● **Work required**
Read the listing and extract each line that includes the word "EvalError".

◆ ◆ ◆ ◆ ◆

//! Data Loading and Management
//!
//! Loads the scoring matrix (one row per evaluated model version and pipeline
//! step) using Polars and converts it into typed `ScoreRow`s.
//!
//! Every column is read as a string so that grade letters such as "F" or a
//! column that is still completely empty are never re-typed by inference.

use crate::catalog::ModelFamily;
use crate::error::{EvalError, Result};
use crate::scorer::{Dimension, DIMENSION_COUNT};
use polars::prelude::*;
use std::collections::BTreeSet;
use std::path::Path;

/// Columns besides the five dimensions that every matrix must carry
pub const ID_COLUMNS: [&str; 4] = ["model_family", "model_version", "step_number", "step_name"];

/// One evaluation record: a model version's output for one pipeline step
#[derive(Debug, Clone, PartialEq)]
pub struct ScoreRow {
    pub model_family: ModelFamily,
    pub model_version: String,
    pub step_number: u32,
    pub step_name: String,

    /// Normalized grade per dimension, indexed by `Dimension::index`.
    /// Empty string = not yet scored.
    pub grades: [String; DIMENSION_COUNT],
}

impl ScoreRow {
    /// Build a row, normalizing every grade cell the same way the loader does
    pub fn new(
        model_family: ModelFamily,
        model_version: impl Into<String>,
        step_number: u32,
        step_name: impl Into<String>,
        grades: [&str; DIMENSION_COUNT],
    ) -> Self {
        Self {
            model_family,
            model_version: model_version.into(),
            step_number,
            step_name: step_name.into(),
            grades: grades.map(|g| normalize_grade(Some(g))),
        }
    }

    /// Grade recorded for a dimension ("" when missing)
    pub fn grade(&self, dimension: Dimension) -> &str {
        &self.grades[dimension.index()]
    }

    pub fn has_any_grade(&self) -> bool {
        self.grades.iter().any(|g| !g.is_empty())
    }
}

/// Normalize a raw grade cell: null → "", trim, literal "nan" → ""
pub fn normalize_grade(raw: Option<&str>) -> String {
    match raw.map(str::trim) {
        None | Some("nan") => String::new(),
        Some(value) => value.to_string(),
    }
}

/// Parse a step number cell; integral floats ("3.0") are accepted
fn parse_step_number(raw: &str) -> Option<u32> {
    let raw = raw.trim();
    if let Ok(n) = raw.parse::<u32>() {
        return Some(n);
    }
    let value = raw.parse::<f64>().ok()?;
    if value.fract() == 0.0 && value >= 0.0 && value <= u32::MAX as f64 {
        Some(value as u32)
    } else {
        None
    }
}

/// The full ordered scoring matrix
///
/// Rows keep file order; unevaluated (model, step) combinations are absent.
#[derive(Debug, Clone, Default)]
pub struct ScoringMatrix {
    rows: Vec<ScoreRow>,
}

impl ScoringMatrix {
    pub fn new(rows: Vec<ScoreRow>) -> Self {
        Self { rows }
    }

    /// Load the scoring matrix CSV
    ///
    /// # Errors
    /// - `MissingInputFile` if `path` does not exist
    /// - `MissingColumn` if a required header is absent
    /// - `InvalidStepNumber` / `UnknownFamily` on cells that cannot be coerced
    pub fn load(path: &Path) -> Result<Self> {
        if !path.exists() {
            return Err(EvalError::MissingInputFile(path.to_path_buf()));
        }

        // infer_schema_length = 0 reads every column as String
        let df = CsvReadOptions::default()
            .with_has_header(true)
            .with_infer_schema_length(Some(0))
            .try_into_reader_with_file_path(Some(path.to_path_buf()))?
            .finish()?;

        let matrix = Self::from_dataframe(&df)?;
        tracing::info!(
            path = %path.display(),
            rows = matrix.len(),
            steps = matrix.step_numbers().len(),
            families = matrix.families().len(),
            "loaded scoring matrix"
        );
        Ok(matrix)
    }

    /// Convert a DataFrame with the scoring matrix columns into typed rows
    ///
    /// Columns of any dtype are accepted; they are cast to strings first.
    pub fn from_dataframe(df: &DataFrame) -> Result<Self> {
        let family_col = string_column(df, "model_family")?;
        let version_col = string_column(df, "model_version")?;
        let step_col = string_column(df, "step_number")?;
        let name_col = string_column(df, "step_name")?;

        let mut grade_cols = Vec::with_capacity(DIMENSION_COUNT);
        for dim in Dimension::ALL {
            grade_cols.push(string_column(df, dim.column_name())?);
        }

        let mut rows = Vec::with_capacity(df.height());
        for idx in 0..df.height() {
            // 1-based data row number, header excluded
            let row_no = idx + 1;

            let family_raw = family_col.get(idx).unwrap_or("");
            let version_raw = version_col.get(idx).unwrap_or("");
            let step_raw = step_col.get(idx).unwrap_or("");
            if [family_raw, version_raw, step_raw].iter().all(|c| c.trim().is_empty()) {
                tracing::warn!(row = row_no, "skipping row without family, version or step");
                continue;
            }

            let model_family: ModelFamily = family_raw
                .parse()
                .map_err(|_| EvalError::UnknownFamily { row: row_no, value: family_raw.to_string() })?;

            let step_number = parse_step_number(step_raw)
                .ok_or_else(|| EvalError::InvalidStepNumber { row: row_no, value: step_raw.to_string() })?;

            let grades: [String; DIMENSION_COUNT] =
                std::array::from_fn(|d| normalize_grade(grade_cols[d].get(idx)));

            rows.push(ScoreRow {
                model_family,
                model_version: version_raw.trim().to_string(),
                step_number,
                step_name: name_col.get(idx).unwrap_or("").trim().to_string(),
                grades,
            });
        }

        Ok(Self { rows })
    }

    pub fn rows(&self) -> &[ScoreRow] {
        &self.rows
    }

    pub fn len(&self) -> usize {
        self.rows.len()
    }

    pub fn is_empty(&self) -> bool {
        self.rows.is_empty()
    }

    /// False when every dimension cell of every row is empty
    pub fn has_any_scores(&self) -> bool {
        self.rows.iter().any(ScoreRow::has_any_grade)
    }

    /// Distinct step numbers, ascending
    pub fn step_numbers(&self) -> Vec<u32> {
        self.rows
            .iter()
            .map(|r| r.step_number)
            .collect::<BTreeSet<_>>()
            .into_iter()
            .collect()
    }

    /// Distinct families in order of first appearance
    pub fn families(&self) -> Vec<ModelFamily> {
        let mut families = Vec::new();
        for row in &self.rows {
            if !families.contains(&row.model_family) {
                families.push(row.model_family);
            }
        }
        families
    }

    /// Distinct versions of a family in order of first appearance
    pub fn versions_of(&self, family: ModelFamily) -> Vec<&str> {
        let mut versions: Vec<&str> = Vec::new();
        for row in self.rows.iter().filter(|r| r.model_family == family) {
            if !versions.contains(&row.model_version.as_str()) {
                versions.push(&row.model_version);
            }
        }
        versions
    }

    pub fn rows_for_version<'a>(
        &'a self,
        family: ModelFamily,
        version: &'a str,
    ) -> impl Iterator<Item = &'a ScoreRow> + 'a {
        self.rows
            .iter()
            .filter(move |r| r.model_family == family && r.model_version == version)
    }

    pub fn rows_for_step(&self, step: u32) -> impl Iterator<Item = &ScoreRow> + '_ {
        self.rows.iter().filter(move |r| r.step_number == step)
    }
}

/// Fetch a column as strings, mapping absence to `MissingColumn`
fn string_column(df: &DataFrame, name: &str) -> Result<StringChunked> {
    let column = df
        .column(name)
        .map_err(|_| EvalError::MissingColumn(name.to_string()))?;
    let as_string = column.cast(&DataType::String)?;
    Ok(as_string.str()?.clone())
}

#[cfg(test)]
mod tests {
    use super::*;
    use std::io::Write;

    const HEADER: &str = "model_family,model_version,step_number,step_name,tool_selection,parameter_accuracy,output_compatibility,scientific_validity,executability";

    fn write_csv(body: &str) -> tempfile::NamedTempFile {
        let mut file = tempfile::NamedTempFile::new().unwrap();
        writeln!(file, "{HEADER}").unwrap();
        write!(file, "{body}").unwrap();
        file.flush().unwrap();
        file
    }

    #[test]
    fn test_normalize_grade() {
        assert_eq!(normalize_grade(None), "");
        assert_eq!(normalize_grade(Some(" C ")), "C");
        assert_eq!(normalize_grade(Some("nan")), "");
        assert_eq!(normalize_grade(Some(" nan ")), "");
        // Only the lowercase token is the missing marker at load time
        assert_eq!(normalize_grade(Some("NAN")), "NAN");
    }

    #[test]
    fn test_parse_step_number() {
        assert_eq!(parse_step_number("3"), Some(3));
        assert_eq!(parse_step_number(" 7 "), Some(7));
        assert_eq!(parse_step_number("3.0"), Some(3));
        assert_eq!(parse_step_number("3.5"), None);
        assert_eq!(parse_step_number("three"), None);
        assert_eq!(parse_step_number(""), None);
    }

    #[test]
    fn test_load_missing_file() {
        let err = ScoringMatrix::load(Path::new("/definitely/not/here.csv")).unwrap_err();
        assert!(matches!(err, EvalError::MissingInputFile(_)));
    }

    #[test]
    fn test_load_normalizes_cells() {
        let file = write_csv(
            "openai,gpt4o,1,Basecalling, C ,C,P,S,R\n\
             openai,gpt4o,2,QC,A,,F,nan,M\n\
             claude,sonnet_4,1,Basecalling,,,,,\n",
        );
        let matrix = ScoringMatrix::load(file.path()).unwrap();

        assert_eq!(matrix.len(), 3);
        let first = &matrix.rows()[0];
        assert_eq!(first.model_family, ModelFamily::OpenAi);
        assert_eq!(first.step_number, 1);
        assert_eq!(first.grade(Dimension::ToolSelection), "C");

        let second = &matrix.rows()[1];
        assert_eq!(second.grade(Dimension::ParameterAccuracy), "");
        assert_eq!(second.grade(Dimension::ScientificValidity), "");
        assert_eq!(second.grade(Dimension::Executability), "M");

        assert!(!matrix.rows()[2].has_any_grade());
        assert!(matrix.has_any_scores());
    }

    #[test]
    fn test_load_reports_unscored_matrix() {
        let file = write_csv("openai,gpt4o,1,Basecalling,,,,,\nclaude,opus_4.5,1,Basecalling,,,,,\n");
        let matrix = ScoringMatrix::load(file.path()).unwrap();
        assert_eq!(matrix.len(), 2);
        assert!(!matrix.has_any_scores());
    }

    #[test]
    fn test_load_rejects_missing_column() {
        let mut file = tempfile::NamedTempFile::new().unwrap();
        writeln!(file, "model_family,model_version,step_number,step_name").unwrap();
        writeln!(file, "openai,gpt4o,1,Basecalling").unwrap();
        file.flush().unwrap();

        let err = ScoringMatrix::load(file.path()).unwrap_err();
        assert!(matches!(err, EvalError::MissingColumn(ref c) if c == "tool_selection"));
    }

    #[test]
    fn test_load_rejects_bad_step_and_family() {
        let file = write_csv("openai,gpt4o,first,Basecalling,C,C,P,S,R\n");
        let err = ScoringMatrix::load(file.path()).unwrap_err();
        assert!(matches!(err, EvalError::InvalidStepNumber { row: 1, .. }));

        let file = write_csv("openai,gpt4o,1,Basecalling,C,C,P,S,R\nmistral,large,1,Basecalling,C,C,P,S,R\n");
        let err = ScoringMatrix::load(file.path()).unwrap_err();
        assert!(matches!(err, EvalError::UnknownFamily { row: 2, .. }));
    }

    #[test]
    fn test_load_skips_blank_rows() {
        let file = write_csv(
            "openai,gpt4o,1,Basecalling,C,C,P,S,R\n\
             ,,,,,,,,\n\
             claude,sonnet_4,1,Basecalling,A,C,P,S,R\n\
             ,,, ,,,,,\n",
        );
        let matrix = ScoringMatrix::load(file.path()).unwrap();

        assert_eq!(matrix.len(), 2);
        assert_eq!(matrix.families(), vec![ModelFamily::OpenAi, ModelFamily::Claude]);
    }

    #[test]
    fn test_load_rejects_partially_blank_row() {
        // Only rows missing all of family, version and step are dropped
        let file = write_csv("openai,gpt4o,1,Basecalling,C,C,P,S,R\n,gpt4o,2,QC,C,C,P,S,R\n");
        let err = ScoringMatrix::load(file.path()).unwrap_err();
        assert!(matches!(err, EvalError::UnknownFamily { row: 2, .. }));
    }

    #[test]
    fn test_from_dataframe_casts_numeric_steps() {
        let df = polars::df!(
            "model_family" => &["gemini", "gemini"],
            "model_version" => &["3_pro", "3_pro"],
            "step_number" => &[2i64, 1],
            "step_name" => &["QC", "Basecalling"],
            "tool_selection" => &[Some("C"), None],
            "parameter_accuracy" => &[Some("C"), None],
            "output_compatibility" => &[Some("P"), None],
            "scientific_validity" => &[Some("S"), None],
            "executability" => &[Some("R"), None],
        )
        .unwrap();

        let matrix = ScoringMatrix::from_dataframe(&df).unwrap();
        assert_eq!(matrix.step_numbers(), vec![1, 2]);
        assert_eq!(matrix.rows()[0].step_number, 2);
        assert_eq!(matrix.rows()[1].grade(Dimension::Executability), "");
    }

    #[test]
    fn test_grouping_helpers_keep_encounter_order() {
        let matrix = ScoringMatrix::new(vec![
            ScoreRow::new(ModelFamily::Claude, "opus_4.5", 2, "QC", ["C"; 5]),
            ScoreRow::new(ModelFamily::OpenAi, "gpt5", 1, "Basecalling", ["C"; 5]),
            ScoreRow::new(ModelFamily::Claude, "sonnet_4", 1, "Basecalling", ["C"; 5]),
            ScoreRow::new(ModelFamily::Claude, "opus_4.5", 1, "Basecalling", ["C"; 5]),
        ]);

        assert_eq!(matrix.families(), vec![ModelFamily::Claude, ModelFamily::OpenAi]);
        assert_eq!(matrix.versions_of(ModelFamily::Claude), vec!["opus_4.5", "sonnet_4"]);
        assert_eq!(matrix.rows_for_version(ModelFamily::Claude, "opus_4.5").count(), 2);
        assert_eq!(matrix.rows_for_step(1).count(), 3);
        assert_eq!(matrix.step_numbers(), vec![1, 2]);
    }
}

◆ ◆ ◆ ◆ ◆

● **Exercise response**
use crate::error::{EvalError, Result};
            return Err(EvalError::MissingInputFile(path.to_path_buf()));
                .map_err(|_| EvalError::UnknownFamily { row: row_no, value: family_raw.to_string() })?;
                .ok_or_else(|| EvalError::InvalidStepNumber { row: row_no, value: step_raw.to_string() })?;
        .map_err(|_| EvalError::MissingColumn(name.to_string()))?;
        assert!(matches!(err, EvalError::MissingInputFile(_)));
        assert!(matches!(err, EvalError::MissingColumn(ref c) if c == "tool_selection"));
        assert!(matches!(err, EvalError::InvalidStepNumber { row: 1, .. }));
        assert!(matches!(err, EvalError::UnknownFamily { row: 2, .. }));
        assert!(matches!(err, EvalError::UnknownFamily { row: 2, .. }));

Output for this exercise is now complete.